線香は、なかなかのいぶし銀だ。持久力ではろうそくを上回る。なかなか着火してくれない上に、ついてからも過剰な火のアピールはしてくれないので、着けた本人が少々心配になるくらいだ。それでも、ほのかに仏的な香りを出しながら、ちょびちょび灰になっていく。こちらは円熟に向かうブルースマンみたいだ。

周りの墓も見渡す。お盆時期に親類縁者が参った後だからだろう、だいたいの墓が綺麗に掃除されていて、花も枯れていない。

そんな中だから余計に目だつのが、手入れされていない墓だ。縁者の参拝がない墓は、草もぼうぼう、石も徒に朽ち果てていて、何だか悲しい。余計なお世話だが、色々なドラマを頭に描いてしまう。

放蕩息子しか持つことが出来なかった親の境遇、親類縁者総倒れの家系・・・、無縁仏の墓標とはまた違った悲哀を、分譲霊園内の墓に感じた。

隣の区画の分譲地では、高齢のご主人が1人で墓参りをしている。雑巾を何度もしぼっては墓を掃除し、花を慣れない手つきで活けている。奥様を亡くされたご主人であろうか?余計な詮索をしながらであったが、何だか心温まる光景だった。

分譲霊園で墓参りを終え、霊園内の坂道を車で下る。至る所に路上駐車で多数の墓参り者がいる。

ヤクザ映画の見すぎだからであろう。黒塗りの車から、いかつい御仁が降り立つのを見ると、何だか車を停めて観察したくなる。先代の墓参り時に敵対集団からのカチコミがあった事例はたくさんある。山一抗争なんかを思い浮かべた。

墓には手を合わせた。だが、自分の直接の先祖でもないからだろうか?特に胸に起こる感慨もなければ、何かをお願いする気にもなれない。
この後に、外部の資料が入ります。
impl Collection {
    pub fn new(schema: CollectionSchema, config: EngineConfig) -> Self {
        let mut collection = Self {
            schema,
            config,
            documents: FxHashMap::default(),
            key_index: FxHashMap::default(),
            string_fields: FxHashMap::default(),
            numeric_fields: FxHashMap::default(),
            geo_fields: FxHashMap::default(),
            facet_fields: FxHashMap::default(),
            vector_fields: FxHashMap::default(),
            next_seq_id: 0,
        };
        for field in collection.schema.fields.clone() {
            match field.field_type {
                FieldType::Vector => {
                    let dim = field.vector_dimension.unwrap_or(0);
                    let metric = field.vector_distance.unwrap_or(crate::vector::DistanceMetric::Cosine);
                    collection.vector_fields.insert(field.name.clone(), Mutex::new(VectorIndex::new(field.name.clone(), dim, metric)));
                }
                FieldType::GeoPoint => {
                    collection.geo_fields.insert(field.name.clone(), GeoIndex::new());
                }
                FieldType::Int32 | FieldType::Int64 | FieldType::Float | FieldType::Bool => {
                    collection.numeric_fields.insert(field.name.clone(), NumericTree::new());
                }
                _ => {}
            }
            if field.facet {
                collection.facet_fields.insert(field.name.clone(), FacetIndex::new());
            }
        }
        collection
    }

    pub fn document(&self, seq_id: u32) -> Option<&Document> {
        self.documents.get(&seq_id)
    }

    /// The user-declared key string a document was inserted under, or its
    /// `seq_id` rendered as a string if it has none. Used by the curation
    /// engine, which addresses documents by their external id.
    pub fn key_of(&self, seq_id: u32) -> String {
        self.key_index.iter().find(|(_, &v)| v == seq_id).map(|(k, _)| k.clone()).unwrap_or_else(|| seq_id.to_string())
    }

    /// The seq_id a document was assigned under its declared key, falling
    /// back to parsing the key itself as a raw seq_id (spec §6's `id` filter
    /// leaf accepts either form).
    pub fn seq_id_of(&self, key: &str) -> Option<u32> {
        self.key_index.get(key).copied().or_else(|| key.parse::<u32>().ok().filter(|id| self.documents.contains_key(id)))
    }

    pub fn len(&self) -> usize {
        self.documents.len()
    }

    pub fn string_field(&self, name: &str) -> Option<&StringFieldIndex> {
        self.string_fields.get(name)
    }

    pub fn numeric_field(&self, name: &str) -> Option<&NumericTree> {
        self.numeric_fields.get(name)
    }

    pub fn geo_field(&self, name: &str) -> Option<&GeoIndex> {
        self.geo_fields.get(name)
    }

    pub fn facet_field(&self, name: &str) -> Option<&FacetIndex> {
        self.facet_fields.get(name)
    }

    pub fn vector_field(&self, name: &str) -> Option<&Mutex<VectorIndex>> {
        self.vector_fields.get(name)
    }

    /// Inserts (or, under `WriteMode::Upsert`/`Update`, replaces) a document,
    /// keeping every specialized index mutually consistent per spec §3's
    /// lifecycle invariant. A vector-field failure rejects the whole
    /// document rather than leaving a half-indexed state (spec §7).
    #[instrument(skip(self, body), fields(collection_docs = self.documents.len()))]
    pub fn add_document(&mut self, key: Option<String>, body: Value, mode: WriteMode) -> Result<u32, Error> {
        self.schema.validate(&body)?;

        let existing_seq_id = key.as_deref().and_then(|k| self.key_index.get(k).copied());
        match (&mode, existing_seq_id) {
            (WriteMode::Create, Some(_)) => {
                return Err(Error::Conflict(crate::error::ConflictError::SchemaInvariant(format!(
                    "document with key {:?} already exists",
                    key
                ))))
            }
            (WriteMode::Update, None) => {
                return Err(Error::NotFound(NotFoundError::Document(key.unwrap_or_default())))
            }
            _ => {}
        }

        if let Some(seq_id) = existing_seq_id {
            self.remove_document_indices(seq_id);
            self.documents.insert(seq_id, Document { seq_id, body: body.clone() });
            self.index_document(seq_id, &body)?;
            debug!(seq_id, "reindexed existing document");
            return Ok(seq_id);
        }

        let seq_id = self.next_seq_id;
        self.next_seq_id += 1;
        if let Some(k) = key {
            self.key_index.insert(k, seq_id);
        }
        self.documents.insert(seq_id, Document { seq_id, body: body.clone() });
        self.index_document(seq_id, &body)?;
        Ok(seq_id)
    }

    fn index_document(&mut self, seq_id: u32, body: &Value) -> Result<(), Error> {
        let fields = self.schema.fields.clone();
        for field in &fields {
            let Some(value) = body.get(&field.name) else { continue };
            match field.field_type {
                FieldType::String if field.index => {
                    let text = value.as_str().unwrap_or_default();
                    let entry = self.string_fields.entry(field.name.clone()).or_default();
                    for token in tokenize(text) {
                        entry.insert_token(&token.text, seq_id, vec![token.position], &self.config);
                    }
                }
                FieldType::Int32 | FieldType::Int64 if field.index => {
                    if let Some(n) = value.as_i64() {
                        self.numeric_fields.entry(field.name.clone()).or_default().insert_int(seq_id, n);
                    }
                }
                FieldType::Float if field.index => {
                    if let Some(n) = value.as_f64() {
                        self.numeric_fields.entry(field.name.clone()).or_default().insert_float(seq_id, n);
                    }
                }
                FieldType::Bool if field.index => {
                    if let Some(b) = value.as_bool() {
                        self.numeric_fields.entry(field.name.clone()).or_default().insert_bool(seq_id, b);
                    }
                }
                FieldType::GeoPoint if field.index => {
                    if let Some(arr) = value.as_array() {
                        if let [lat, lng] = arr.as_slice() {
                            if let (Some(lat), Some(lng)) = (lat.as_f64(), lng.as_f64()) {
                                self.geo_fields.entry(field.name.clone()).or_default().insert(seq_id, lat, lng);
                            }
                        }
                    }
                }
                FieldType::Vector => {
                    if let Some(arr) = value.as_array() {
                        let vector: Vec<f32> = arr.iter().filter_map(|v| v.as_f64()).map(|v| v as f32).collect();
                        if let Some(index) = self.vector_fields.get(&field.name) {
                            index.lock().insert(seq_id, vector)?;
                        }
                    }
                }
                _ => {}
            }

            if field.facet {
                let facet_index = self.facet_fields.entry(field.name.clone()).or_default();
                for facet_value in facet_value_strings(value) {
                    facet_index.insert(seq_id, &facet_value, &self.config);
                }
            }
        }
        Ok(())
    }

    #[instrument(skip(self))]
    pub fn remove_document(&mut self, seq_id: u32) -> Result<(), Error> {
        if !self.documents.contains_key(&seq_id) {
            return Err(Error::NotFound(NotFoundError::Document(seq_id.to_string())));
        }
        self.remove_document_indices(seq_id);
        self.documents.remove(&seq_id);
        self.key_index.retain(|_, v| *v != seq_id);
        Ok(())
    }

    fn remove_document_indices(&mut self, seq_id: u32) {
        let Some(doc) = self.documents.get(&seq_id).cloned() else { return };
        let fields = self.schema.fields.clone();
        for field in &fields {
            let Some(value) = doc.body.get(&field.name) else { continue };
            match field.field_type {
                FieldType::String if field.index => {
                    let text = value.as_str().unwrap_or_default();
                    if let Some(entry) = self.string_fields.get_mut(&field.name) {
                        for token in tokenize(text) {
                            entry.erase_token(&token.text, seq_id, &self.config);
                        }
                    }
                }
                FieldType::Int32 | FieldType::Int64 if field.index => {
                    if let (Some(tree), Some(n)) = (self.numeric_fields.get_mut(&field.name), value.as_i64()) {
                        tree.remove_int(seq_id, n);
                    }
                }
                FieldType::Float if field.index => {
                    if let (Some(tree), Some(n)) = (self.numeric_fields.get_mut(&field.name), value.as_f64()) {
                        tree.remove_float(seq_id, n);
                    }
                }
                FieldType::Bool if field.index => {
                    if let (Some(tree), Some(b)) = (self.numeric_fields.get_mut(&field.name), value.as_bool()) {
                        tree.remove_bool(seq_id, b);
                    }
                }
                FieldType::GeoPoint if field.index => {
                    if let Some(geo) = self.geo_fields.get_mut(&field.name) {
                        geo.remove(seq_id);
                    }
                }
                FieldType::Vector => {
                    if let Some(index) = self.vector_fields.get(&field.name) {
                        index.lock().erase(seq_id);
                    }
                }
                _ => {}
            }

            if field.facet {
                if let Some(facet_index) = self.facet_fields.get_mut(&field.name) {
                    for facet_value in facet_value_strings(value) {
                        facet_index.delete(seq_id, &facet_value);
                    }
                }
            }
        }
    }

    /// All currently-live document ids, used by the orchestrator as the
    /// universe for wildcard queries and NOT-equals gap walking.
    pub fn all_ids(&self) -> RoaringBitmap {
        self.documents.keys().copied().collect()
    }

    pub fn check_facet_fallbacks(&mut self) {
        let config = self.config.clone();
        for facet in self.facet_fields.values_mut() {
            facet.reindex_if_needed(&config);
        }
        if self.facet_fields.is_empty() {
            warn!("check_facet_fallbacks called on a collection with no facet fields");
        }
    }
}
みんな手を合わせて何を思っているのだろう?何だかお願いしているような気がしてならない。

先祖に対して、感謝の念を示すのは大切な和の心だと思うが、1年に1回参ったぐらいで、そこで種々のお願いをするなんてのは、どうも気に食わない。信仰心の希薄さとも違う、何だか冷めた感情もあった。俺はただ一言、「日々、精進しやす。」とだけ軽く誓った。

俺は、なかなか墓前を離れない嫁を待つ間、背丈の低い木を中心に蝉を探した。街中では少なくなった気がしていた蝉が、むちゃくちゃいる。アホみたいに鳴きさくる。普段、人が少ない土地では、まだまだ蝉もいるもんだと思い、何だかほっとする。

墓参り、俺は実の親父の墓には1回しか参ったことがないが、こちらの墓には毎年ちゃんと参る。先祖に対する感謝を1年に1回だが示すという和の文化。これはこれで素敵だと思う。この動作をすることで、わが身の襟を正す気持ちになるから不思議だ。しょせん、生きている人間の勝手な解釈と感情移入の墓参りの時間であるが、毎年大切にはしたい行事である。

明日からは1泊で、志賀高原の温泉に行ってくる。昨年行った、万座温泉のすぐ近くの所だ。泉質は万座と同じ、硫黄だ。あの、屁の香りだ。ヘヘヘ・・。

信州中野から草津温泉に抜ける道は何度も通っているが、大好きな道だ。湯田中・渋から種々の小さな温泉を抜ける。道をそれると、一昨年訪れた日本一の秘境、秋山郷にも行ける。横手山をハイキングしたり、ゴンドラ・リフトに乗ったりして、夏山ならではの風情を楽しみたい。

宿のお湯には最低4回は入るだろう。放屁の香りに包まれながら、湯浴みを楽しみたい。そこで、今は亡き父親や、先祖に対する感謝なんかを思い浮かべるのも良いだろう。墓地に行くだけが先祖供養ではない。 お盆になると、現世に帰ってくると言われる先祖様、今頃はもうあの世にお帰りだろうか? 盆は過ぎていく。